Panel calls for system to hold bad police officers accountable

Activists and members of the legislature are looking to setup a licensure process to hold cops accountable in Massachusetts if they are found guilty of misconduct.

The Lawyers’ Committee for Civil Rights and Economic Justice and the ACLU of Massachusetts hosted a panel on the topic on Monday, May 21, and cited reasons a Peace Officer Standards and Training Commission (POST) should  be established here in Massachusetts.

Panelists argued in a favor of a decertification process for bad actors and cited several instances where police abused their power in the Bay State.

Massachusetts is just one of five states in the country that does not have a POST system or equivalent certification process for its police.

“We’ve done some changes obviously with criminal justice,” said panelist and state representative Russell E. Holmes. “But we must strike a balance between the way the communities see themselves being policed and the way police see themselves as they police our communities.”

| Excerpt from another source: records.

//! Shared helpers: an agent on an ephemeral port and a minimal proxy peer.

use std::net::SocketAddr;
use std::sync::Arc;
use std::time::Duration;

use anyhow::{Context, Result};
use futures::{SinkExt, StreamExt};
use spoa_auth_spop::{Action, AgentConfig, AgentServer, Frame, FrameCodec, Payload};
use spoa_auth_types::testing::{EchoAuthenticator, FailingAuthenticator};
use spoa_auth_types::{AuthError, AuthenticatorRouter, TypedData};
use tokio::net::TcpStream;
use tokio::sync::oneshot;
use tokio_util::codec::Framed;

/// Default read deadline so a broken agent fails the test instead of hanging it.
pub const READ_TIMEOUT: Duration = Duration::from_secs(5);

/// An agent serving in the background until dropped.
pub struct TestAgent {
    pub addr: SocketAddr,
    shutdown: Option<oneshot::Sender<()>>,
}

impl TestAgent {
    /// Agent with `echo`, `slow-echo` and `broken` actions.
    pub async fn start() -> Result<Self> {
        Self::start_with(AgentConfig::new("127.0.0.1:0".parse()?)).await
    }

    pub async fn start_with(config: AgentConfig) -> Result<Self> {
        let mut builder = AuthenticatorRouter::builder();
        builder
            .register("echo", Arc::new(EchoAuthenticator::new("user")))?
            .register(
                "slow-echo",
                Arc::new(EchoAuthenticator::new("user").with_delay(Duration::from_millis(300))),
            )?
            .register(
                "broken",
                Arc::new(FailingAuthenticator::new(AuthError::Upstream(
                    "connection refused".into(),
                ))),
            )?;

        let (tx, rx) = oneshot::channel::<()>();
        let server = AgentServer::new(builder.build(), config);
        let addr = server
            .spawn(async move {
                let _ = rx.await;
            })
            .await?;

        Ok(Self {
            addr,
            shutdown: Some(tx),
        })
    }

    /// Stop accepting new connections.
    pub fn shutdown(&mut self) {
        if let Some(tx) = self.shutdown.take() {
            let _ = tx.send(());
        }
    }
}

impl Drop for TestAgent {
    fn drop(&mut self) {
        self.shutdown();
    }
}

/// Plays the proxy side of the protocol.
pub struct TestProxy {
    framed: Framed<TcpStream, FrameCodec>,
}

impl TestProxy {
    pub async fn connect(addr: SocketAddr) -> Result<Self> {
        let stream = TcpStream::connect(addr).await?;
        Ok(Self {
            framed: Framed::new(stream, FrameCodec::default()),
        })
    }

    /// Connect and complete a HELLO exchange with the given capabilities.
    pub async fn established(addr: SocketAddr, capabilities: &str, max_frame_size: u32) -> Result<Self> {
        let mut proxy = Self::connect(addr).await?;
        proxy.send(hello(capabilities, max_frame_size)).await?;
        let reply = proxy.recv().await?.context("agent closed during handshake")?;
        anyhow::ensure!(
            reply.frame_type == spoa_auth_spop::FrameType::AgentHello,
            "expected AGENT-HELLO, got {:?}",
            reply.frame_type
        );
        Ok(proxy)
    }

    pub async fn send(&mut self, frame: Frame) -> Result<()> {
        self.framed.send(frame).await?;
        Ok(())
    }

    /// Next frame, or `None` once the agent closed the socket.
    pub async fn recv(&mut self) -> Result<Option<Frame>> {
        match tokio::time::timeout(READ_TIMEOUT, self.framed.next()).await {
            Ok(Some(frame)) => Ok(Some(frame?)),
            Ok(None) => Ok(None),
            Err(_) => anyhow::bail!("no frame within {:?}", READ_TIMEOUT),
        }
    }

    /// Write raw bytes, bypassing the codec.
    pub async fn send_raw(&mut self, bytes: &[u8]) -> Result<()> {
        use tokio::io::AsyncWriteExt;
        self.framed.get_mut().write_all(bytes).await?;
        Ok(())
    }
}

pub fn hello(capabilities: &str, max_frame_size: u32) -> Frame {
    Frame::haproxy_hello(vec![
        ("supported-versions".into(), TypedData::from("2.0")),
        ("max-frame-size".into(), TypedData::Uint32(max_frame_size)),
        ("capabilities".into(), TypedData::from(capabilities)),
        ("engine-id".into(), TypedData::from("test-engine")),
    ])
}

/// Variables set by an ACK, in order.
pub fn ack_vars(frame: &Frame) -> Vec<(String, TypedData)> {
    match &frame.payload {
        Payload::Actions(actions) => actions
            .iter()
            .filter_map(|action| match action {
                Action::SetVar { name, value, .. } => Some((name.clone(), value.clone())),
                Action::UnsetVar { .. } => None,
            })
            .collect(),
        _ => Vec::new(),
    }
}

pub fn var<'a>(vars: &'a [(String, TypedData)], name: &str) -> Option<&'a TypedData> {
    vars.iter().find(|(k, _)| k == name).map(|(_, v)| v)
}
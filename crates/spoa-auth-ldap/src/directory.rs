//! Directory access.
//!
//! [`Directory`] is the seam between credential checking and the network:
//! [`LdapDirectory`] talks to a real server, tests substitute their own.

use std::future::Future;

use async_trait::async_trait;
use ldap3::{LdapConnAsync, LdapConnSettings, Scope, SearchEntry};

use crate::config::LdapConfig;
use crate::error::{LdapError, Result};

/// `invalidCredentials` result code.
const RC_INVALID_CREDENTIALS: u32 = 49;

/// Answer to a credential check that the directory was able to give.
#[derive(Debug, Clone, PartialEq, Eq)]
pub enum BindOutcome {
    Authenticated { dn: String },
    InvalidCredentials,
    UnknownUser,
    /// The filter matched more than one entry.
    Ambiguous,
}

#[async_trait]
pub trait Directory: Send + Sync + std::fmt::Debug {
    /// Resolve `username` and bind as it with `password`.
    async fn bind_user(&self, username: &str, password: &str) -> Result<BindOutcome>;
}

/// [`Directory`] backed by an LDAP server.
///
/// Opens one connection per check: service bind, search, user bind, unbind.
#[derive(Debug, Clone)]
pub struct LdapDirectory {
    config: LdapConfig,
}

impl LdapDirectory {
    pub fn new(config: LdapConfig) -> Result<Self> {
        config.validate()?;
        Ok(Self { config })
    }

    pub fn config(&self) -> &LdapConfig {
        &self.config
    }

    async fn bounded<T, F>(&self, operation: &'static str, fut: F) -> Result<T>
    where
        F: Future<Output = std::result::Result<T, ldap3::LdapError>>,
    {
        match tokio::time::timeout(self.config.timeout, fut).await {
            Ok(result) => result.map_err(|e| LdapError::Operation {
                operation,
                message: e.to_string(),
            }),
            Err(_) => Err(LdapError::Timeout {
                operation,
                ms: self.config.timeout.as_millis() as u64,
            }),
        }
    }

    async fn check(
        &self,
        ldap: &mut ldap3::Ldap,
        username: &str,
        password: &str,
    ) -> Result<BindOutcome> {
        let service = self
            .bounded(
                "service bind",
                ldap.simple_bind(&self.config.bind_dn, &self.config.bind_password),
            )
            .await?;
        if service.rc != 0 {
            return Err(LdapError::Operation {
                operation: "service bind",
                message: format!("rc={} {}", service.rc, service.text),
            });
        }

        let filter = self.config.filter_for(username);
        let (entries, _) = self
            .bounded(
                "search",
                ldap.search(&self.config.base_dn, Scope::Subtree, &filter, vec!["1.1"]),
            )
            .await?
            .success()
            .map_err(|e| LdapError::Operation {
                operation: "search",
                message: e.to_string(),
            })?;

        let mut entries = entries.into_iter();
        let dn = match (entries.next(), entries.next()) {
            (None, _) => return Ok(BindOutcome::UnknownUser),
            (Some(entry), None) => SearchEntry::construct(entry).dn,
            (Some(_), Some(_)) => return Ok(BindOutcome::Ambiguous),
        };

        let user = self
            .bounded("user bind", ldap.simple_bind(&dn, password))
            .await?;
        bind_outcome(user.rc, &user.text, dn)
    }
}

/// Map the result code of a user bind to an answer.
///
/// Only success and `invalidCredentials` are answers; any other code means
/// the directory could not decide.
pub(crate) fn bind_outcome(rc: u32, text: &str, dn: String) -> Result<BindOutcome> {
    match rc {
        0 => Ok(BindOutcome::Authenticated { dn }),
        RC_INVALID_CREDENTIALS => Ok(BindOutcome::InvalidCredentials),
        rc => Err(LdapError::Operation {
            operation: "user bind",
            message: format!("rc={} {}", rc, text),
        }),
    }
}

#[async_trait]
impl Directory for LdapDirectory {
    async fn bind_user(&self, username: &str, password: &str) -> Result<BindOutcome> {
        // An empty password would be an unauthenticated bind, which succeeds.
        if password.is_empty() {
            return Ok(BindOutcome::InvalidCredentials);
        }

        let url = self.config.url();
        let settings = LdapConnSettings::new().set_conn_timeout(self.config.timeout);
        let (conn, mut ldap) = self
            .bounded("connect", LdapConnAsync::with_settings(settings, &url))
            .await
            .map_err(|e| match e {
                LdapError::Operation { message, .. } => LdapError::Connect {
                    url: url.clone(),
                    message,
                },
                other => other,
            })?;
        tokio::spawn(async move {
            if let Err(e) = conn.drive().await {
                tracing::debug!(error = %e, "LDAP connection closed with error");
            }
        });

        let outcome = self.check(&mut ldap, username, password).await;
        if let Err(e) = self.bounded("unbind", ldap.unbind()).await {
            tracing::debug!(error = %e, "LDAP unbind failed");
        }
        outcome
    }
}
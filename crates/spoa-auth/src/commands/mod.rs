//! CLI command handlers.

pub mod check_config;
pub mod serve;

use std::net::SocketAddr;
use std::path::PathBuf;

/// Shared context for all commands.
#[derive(Debug, Clone)]
pub struct Context {
    /// Explicit config file, if any.
    pub config_path: Option<PathBuf>,
    /// Overrides `server.addr`.
    pub listen: Option<SocketAddr>,
    pub verbose: bool,
}
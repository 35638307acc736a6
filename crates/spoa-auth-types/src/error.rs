//! Error types for authenticators and the router.

use thiserror::Error;

/// Failure raised by an authenticator.
///
/// Rejected credentials are not errors: they are reported as a `deny` or
/// `redirect` verdict. This type is for conditions where no verdict about the
/// credentials could be reached at all.
#[derive(Debug, Clone, Error)]
pub enum AuthError {
    /// The directory or identity provider could not be consulted.
    #[error("upstream unavailable: {0}")]
    Upstream(String),

    /// The upstream call did not finish before its deadline.
    #[error("upstream timed out after {0} ms")]
    Timeout(u64),

    /// The proxy sent a message the authenticator cannot evaluate.
    #[error("invalid request: {0}")]
    InvalidRequest(String),

    /// Unexpected local failure.
    #[error("internal error: {0}")]
    Internal(String),
}

impl AuthError {
    /// Stable reason string reported to the proxy in the `error_reason` variable.
    pub fn reason(&self) -> &'static str {
        match self {
            AuthError::Upstream(_) => "upstream_unavailable",
            AuthError::Timeout(_) => "upstream_timeout",
            AuthError::InvalidRequest(_) => "invalid_request",
            AuthError::Internal(_) => "internal_error",
        }
    }

    /// Whether this failure belongs to the upstream-failure class.
    pub fn is_upstream(&self) -> bool {
        matches!(self, AuthError::Upstream(_) | AuthError::Timeout(_))
    }
}

/// Errors raised by [`crate::AuthenticatorRouter`] and its builder.
#[derive(Debug, Error)]
pub enum RouterError {
    /// Two authenticators were registered under the same action name.
    #[error("action '{0}' is already registered")]
    DuplicateAction(String),

    /// A message named an action that has no authenticator.
    #[error("no authenticator registered for action '{0}'")]
    UnknownAction(String),

    /// The authenticator itself failed.
    #[error("authenticator for action '{action}' failed: {source}")]
    Authenticator {
        action: String,
        #[source]
        source: AuthError,
    },
}
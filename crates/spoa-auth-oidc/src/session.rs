//! Client-held session cookie contents.
//!
//! The session lives only in the browser: the agent seals these claims into
//! the cookie and recovers them on every request. Nothing is stored
//! server-side, so a session ends when its cookie expires or fails to open.

use std::time::Duration;

use serde::{Deserialize, Serialize};

use crate::error::CookieError;
use crate::seal::Sealer;

const LABEL: &str = "session";

/// Sealed into the session cookie.
#[derive(Debug, Clone, PartialEq, Eq, Serialize, Deserialize)]
pub struct SessionClaims {
    /// Authenticated subject.
    pub sub: String,
    /// Issued-at, unix seconds.
    pub iat: i64,
    /// Expires-at, unix seconds.
    pub exp: i64,
    /// Refresh token, kept only when renewal is enabled.
    #[serde(default, skip_serializing_if = "Option::is_none")]
    pub rt: Option<String>,
}

impl SessionClaims {
    pub fn new(
        subject: impl Into<String>,
        now: i64,
        ttl: Duration,
        refresh_token: Option<String>,
    ) -> Self {
        Self {
            sub: subject.into(),
            iat: now,
            exp: now.saturating_add(i64::try_from(ttl.as_secs()).unwrap_or(i64::MAX)),
            rt: refresh_token,
        }
    }

    /// Seconds until expiry (negative once expired).
    pub fn remaining(&self, now: i64) -> i64 {
        self.exp - now
    }

    pub fn seal(&self, sealer: &Sealer) -> Result<String, CookieError> {
        let json = serde_json::to_vec(self).map_err(|_| CookieError::Invalid)?;
        sealer.seal(LABEL, &json)
    }

    /// Open a session cookie and check it is still valid at `now`.
    pub fn open(token: &str, sealer: &Sealer, now: i64) -> Result<Self, CookieError> {
        let json = sealer.open(LABEL, token)?;
        let claims: Self = serde_json::from_slice(&json).map_err(|_| CookieError::Invalid)?;
        if now >= claims.exp {
            return Err(CookieError::Expired);
        }
        Ok(claims)
    }
}

#[cfg(test)]
mod tests {
    use super::*;

    fn sealer() -> Sealer {
        Sealer::new(b"enc", b"sig")
    }

    #[test]
    fn test_valid_just_before_expiry_and_expired_just_after() {
        let sealer = sealer();
        let ttl = Duration::from_secs(3600);
        let issued = 1_700_000_000;
        let token = SessionClaims::new("alice", issued, ttl, None)
            .seal(&sealer)
            .unwrap();

        let expiry = issued + 3600;
        let claims = SessionClaims::open(&token, &sealer, expiry - 1).unwrap();
        assert_eq!(claims.sub, "alice");
        assert_eq!(
            SessionClaims::open(&token, &sealer, expiry + 1),
            Err(CookieError::Expired)
        );
        assert_eq!(
            SessionClaims::open(&token, &sealer, expiry),
            Err(CookieError::Expired)
        );
    }

    #[test]
    fn test_refresh_token_survives_sealing() {
        let sealer = sealer();
        let claims = SessionClaims::new("bob", 100, Duration::from_secs(60), Some("rt-1".into()));
        let token = claims.seal(&sealer).unwrap();
        assert_eq!(SessionClaims::open(&token, &sealer, 120).unwrap(), claims);
        assert_eq!(claims.remaining(120), 40);
    }

    #[test]
    fn test_tampered_cookie_rejected_before_expiry_check() {
        let sealer = sealer();
        let token = SessionClaims::new("alice", 0, Duration::from_secs(10), None)
            .seal(&sealer)
            .unwrap();
        let tampered = format!("B{}", &token[1..]);
        // Even long after expiry, a bad signature is reported as such.
        assert_eq!(
            SessionClaims::open(&tampered, &sealer, 1_000_000),
            Err(CookieError::InvalidSignature)
        );
    }
}
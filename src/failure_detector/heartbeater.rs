use crate::messages::{Heartbeat, PaxosMessage};
use crate::transport::Transport;
use bytes::Bytes;
use std::sync::Arc;
use tokio::time::Duration;
use tokio_util::sync::{CancellationToken, DropGuard};

/// Keeps broadcasting this replica's heartbeat until dropped.
pub(crate) struct HeartbeaterHandle {
    _to_drop: DropGuard,
}

impl HeartbeaterHandle {
    pub(crate) fn spawn_heartbeater(transport: Arc<dyn Transport>, metadata: Bytes, interval: Duration) -> Self {
        let stopper = CancellationToken::new();
        let stop_check = stopper.clone();

        tokio::task::spawn(async move {
            let mut ticker = tokio::time::interval(interval);
            loop {
                tokio::select! {
                    _ = stop_check.cancelled() => return,
                    _ = ticker.tick() => {
                        let heartbeat = Heartbeat {
                            metadata: metadata.clone(),
                        };
                        transport.send(PaxosMessage::Heartbeat(heartbeat), transport.broadcast_address());
                    }
                }
            }
        });

        HeartbeaterHandle {
            _to_drop: stopper.drop_guard(),
        }
    }
}
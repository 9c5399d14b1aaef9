use crate::actor::Event;
use crate::replica::TimerTick;
use std::fmt::Debug;
use std::time::Duration;
use tokio::sync::mpsc;

struct TestUtilReceiver<T> {
    rx: mpsc::Receiver<T>,
}

impl<T: Debug> TestUtilReceiver<T> {
    fn new(rx: mpsc::Receiver<T>) -> Self {
        TestUtilReceiver { rx }
    }

    async fn recv(&mut self) -> T {
        tokio::time::timeout(Duration::from_secs(5), self.rx.recv())
            .await
            .expect("Unexpected timeout")
            .expect("Expected value")
    }

    async fn recv_assert_timeout(&mut self, timeout: Duration) {
        if let Ok(value) = tokio::time::timeout(timeout, self.rx.recv()).await {
            panic!("Expected timeout, got {:?}", value);
        }
    }
}

/// Stands in for the replica actor, asserting on the events timers deliver to it.
pub(crate) struct TestUtilActor {
    receiver: TestUtilReceiver<Event>,
    timeout: Duration,
}

impl TestUtilActor {
    pub(crate) fn new(actor_queue_rx: mpsc::Receiver<Event>) -> Self {
        TestUtilActor {
            receiver: TestUtilReceiver::new(actor_queue_rx),
            timeout: Duration::from_millis(10),
        }
    }

    pub(crate) async fn assert_timer_tick(&mut self, expected: TimerTick) {
        match self.receiver.recv().await {
            Event::Timer(tick) => assert_eq!(tick, expected),
            other => panic!("Unexpected event {:?}", other),
        }
    }

    pub(crate) async fn assert_no_event(&mut self) {
        self.receiver.recv_assert_timeout(self.timeout).await;
    }
}
use crate::actor::{ActorClient, ReplicaActor, WeakActorClient};
use crate::api::client::PaxosClient;
use crate::api::options::PaxosOptionsValidated;
use crate::api::outcome_stream::OutcomePublisher;
use crate::commitlog::LogStorage;
use crate::failure_detector::{FailureDetector, FailureDetectorError, HeartbeaterHandle};
use crate::messages::{NodeId, Packet, PaxosMessage};
use crate::replica::{CheckpointHandle, PaxosError, Replica, ReplicaConfig, StorageFault};
use crate::transport::Transport;
use crate::PaxosOptions;
use bytes::Bytes;
use std::convert::TryFrom;
use std::sync::{Arc, Mutex};
use tokio::sync::{broadcast, mpsc};
use tokio::time::Instant;
use tokio_util::sync::CancellationToken;

pub struct PaxosClientConfig {
    pub transport: Arc<dyn Transport>,
    /// Every packet the transport receives for this replica.
    pub inbound: mpsc::UnboundedReceiver<Packet>,
    pub storage: Arc<dyn LogStorage>,
    pub cluster_size: usize,
    /// Where to resume from. `CheckpointHandle::initial()` for a replica with no saved state.
    /// Must be one of this replica's own checkpoints, since its offset points into `storage`.
    /// A peer's checkpoint goes through `PaxosClient::bring_up_to_date()` instead.
    pub checkpoint: CheckpointHandle,
    /// Broadcast with every heartbeat, readable by peers through their failure detector.
    pub metadata: Bytes,
    pub info_logger: slog::Logger,
    pub options: PaxosOptions,
}

#[derive(Debug, thiserror::Error)]
pub enum PaxosClientCreationError {
    #[error("Illegal options for configuring client: {0}")]
    IllegalClientOptions(String),
    #[error("Invalid cluster")]
    InvalidCluster(#[from] FailureDetectorError),
    #[error("Log initialization failure")]
    LogInitialization(#[from] StorageFault),
}

const ACTOR_QUEUE_SIZE: usize = 64;

pub async fn try_create_paxos_client(config: PaxosClientConfig) -> Result<PaxosClient, PaxosClientCreationError> {
    let root_logger = config.info_logger;
    let local = config.transport.local_address();

    let options = PaxosOptionsValidated::try_from(config.options)
        .map_err(|e| PaxosClientCreationError::IllegalClientOptions(e.to_string()))?;

    let failure_detector = FailureDetector::new(
        root_logger.clone(),
        config.cluster_size,
        options.unresponsiveness_threshold,
    )?;

    let (actor_client, actor_queue_rx) = ActorClient::new(ACTOR_QUEUE_SIZE);
    let outcome_publisher = OutcomePublisher::new();
    let startup_outcomes = outcome_publisher.subscribe();

    let mut replica = Replica::new(ReplicaConfig {
        logger: root_logger.clone(),
        transport: config.transport.clone(),
        storage: config.storage,
        failure_detector: failure_detector.clone(),
        outcome_publisher: outcome_publisher.clone(),
        actor_client: actor_client.weak(),
        leader_lease: options.leader_lease,
        recovery_grace_period: options.recovery_grace_period,
        interaction_timeout: options.leader_interaction_timeout,
        max_tries: options.leader_max_tries,
    });
    replica.open(&config.checkpoint)?;

    let replica_actor = ReplicaActor::new(root_logger.clone(), actor_queue_rx, replica);
    tokio::spawn(replica_actor.run_event_loop());

    failure_detector.spawn_scanner();
    let heartbeater = HeartbeaterHandle::spawn_heartbeater(config.transport, config.metadata, options.heartbeat_interval);

    let background_stopper = CancellationToken::new();
    tokio::spawn(run_inbound_pump(
        root_logger.clone(),
        config.inbound,
        failure_detector.clone(),
        actor_client.weak(),
        background_stopper.clone(),
    ));
    tokio::spawn(run_eviction_forwarder(
        root_logger.clone(),
        failure_detector.subscribe_evictions(),
        actor_client.weak(),
        background_stopper.clone(),
    ));

    slog::info!(root_logger, "Replica {} started in a cluster of {}", local, config.cluster_size);

    Ok(PaxosClient {
        logger: root_logger,
        local,
        actor_client,
        outcome_publisher,
        startup_outcomes: Mutex::new(Some(startup_outcomes)),
        failure_detector,
        _heartbeater: heartbeater,
        _background_tasks: background_stopper.drop_guard(),
    })
}

// Heartbeats go straight to the detector. Everything else is for the replica's event loop.
async fn run_inbound_pump(
    logger: slog::Logger,
    mut inbound: mpsc::UnboundedReceiver<Packet>,
    failure_detector: FailureDetector,
    actor_client: WeakActorClient,
    stopper: CancellationToken,
) {
    loop {
        let packet = tokio::select! {
            _ = stopper.cancelled() => break,
            packet = inbound.recv() => match packet {
                Some(packet) => packet,
                None => break,
            },
        };

        match packet.message {
            PaxosMessage::Heartbeat(heartbeat) => {
                failure_detector.process_heartbeat(packet.source, heartbeat.metadata, Instant::now());
            }
            _ => {
                let delivered = match actor_client.upgrade() {
                    Some(client) => client.packet_received(packet).await,
                    None => Err(PaxosError::Stopped),
                };
                if delivered.is_err() {
                    break;
                }
            }
        }
    }

    slog::debug!(logger, "Inbound pump exited");
}

async fn run_eviction_forwarder(
    logger: slog::Logger,
    mut evictions: broadcast::Receiver<NodeId>,
    actor_client: WeakActorClient,
    stopper: CancellationToken,
) {
    loop {
        let evicted = tokio::select! {
            _ = stopper.cancelled() => break,
            evicted = evictions.recv() => evicted,
        };

        match evicted {
            Ok(node) => {
                let forwarded = match actor_client.upgrade() {
                    Some(client) => client.member_evicted(node).await,
                    None => Err(PaxosError::Stopped),
                };
                if forwarded.is_err() {
                    break;
                }
            }
            Err(broadcast::error::RecvError::Lagged(missed)) => {
                slog::warn!(logger, "Missed {} evictions", missed);
            }
            Err(broadcast::error::RecvError::Closed) => break,
        }
    }

    slog::debug!(logger, "Eviction forwarder exited");
}
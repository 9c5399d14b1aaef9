mod codec;
mod message;

pub use codec::decode_packet;
pub use codec::encode_packet;
pub use codec::CodecError;
pub use message::Accept;
pub use message::Begin;
pub use message::Classification;
pub use message::Collect;
pub use message::Heartbeat;
pub use message::Last;
pub use message::Learned;
pub use message::Need;
pub use message::NodeId;
pub use message::OldRound;
pub use message::Packet;
pub use message::PaxosMessage;
pub use message::Proposal;
pub use message::Round;
pub use message::SeqNum;
pub use message::NO_ROUND;
pub use message::UNKNOWN_SEQ;

// Checkpoint handles reuse the wire encoding of a Collect.
pub(crate) use codec::collect_from_proto;
pub(crate) use codec::decode_versioned;
pub(crate) use codec::encode_versioned;
pub(crate) use codec::ProtoCollect;
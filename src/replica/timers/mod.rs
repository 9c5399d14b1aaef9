mod actor_timer;
mod time;

#[cfg(test)]
pub(crate) mod test_utils;

pub(crate) use actor_timer::ActorTimerHandle;
mod in_memory;
mod log;

pub use in_memory::InMemoryLog;
pub use log::LogStorage;
pub use log::Offset;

Holmes spoke briefly of a case involving his sister, where she was beaten by a transit police cop, who was later convicted of assault after she had falsified a police report about the incident.

The cop in that incident was asked not to apply for work with law enforcement as part of her probation.

“We shouldn’t have to rely on a court telling someone that during the term of probation, which is probably a year, that you cannot seek employment with law enforcement,” ACLU of Massachusetts Racial Justice Program Director, Rahsaan Hall, said in response of this case.

“It’s really astounding when you think about it,” said St. Louis University School of Law professor Roger Goldman. “We ought to treat the law enforcement profession the same way we do at least 150 other occupations/professions in the state.”

Goldman has spent decades advocating for a POST system in every state. He said the absence of a certification process is allowing officers to be rehired elsewhere after cases of misconduct.

“The key to get this law passed in many, many states unfortunately is repeated misconduct,” Goldman said .

Having a federal mandated national database of said officers, Goldman argues, could protect the public from repeated acts of misconduct, which typically include instances of excessive force, perjury and most commonly sexual assault.

Lawyers’ Committee for Civil Rights and Economic Justice staff attorney, Sophia Hall, said it is an issue that affects communities of color and people living with disabilities.

“If you’re a police misconduct lawyer what you learn is that very regularly when you go through the discovery process … what you regularly will find out is that a police officer who has been accused of misconduct, it’s usually not the first time,” Hall said.

She spoke of a case that her organization is working on involving the shooting death of a black man in the South End neighborhood of Boston, where he was shot by police when his mom called for an ambulance.

“It’s not this one travesty but it’s the fact that these stories keep being told time and time again,” Hall said.

Chelsea Police Chief Brian Kyes, head of the Massachusetts Major City Chiefs of Police, said most police chiefs share his sentiment that a POST system is necessary.

Goldman said so far the Department of Defense and National Park Service have expressed interest in a certification system and argued that the national practitioner data bank is a model that law enforcement agencies should follow.

A bill to establish a POST commission may be introduced to members of the legislature next session.

“If we had it for doctors and nurses and physical therapists, then why not for cops?,” Goldman asked. “If we do it for docs, why not for cops?”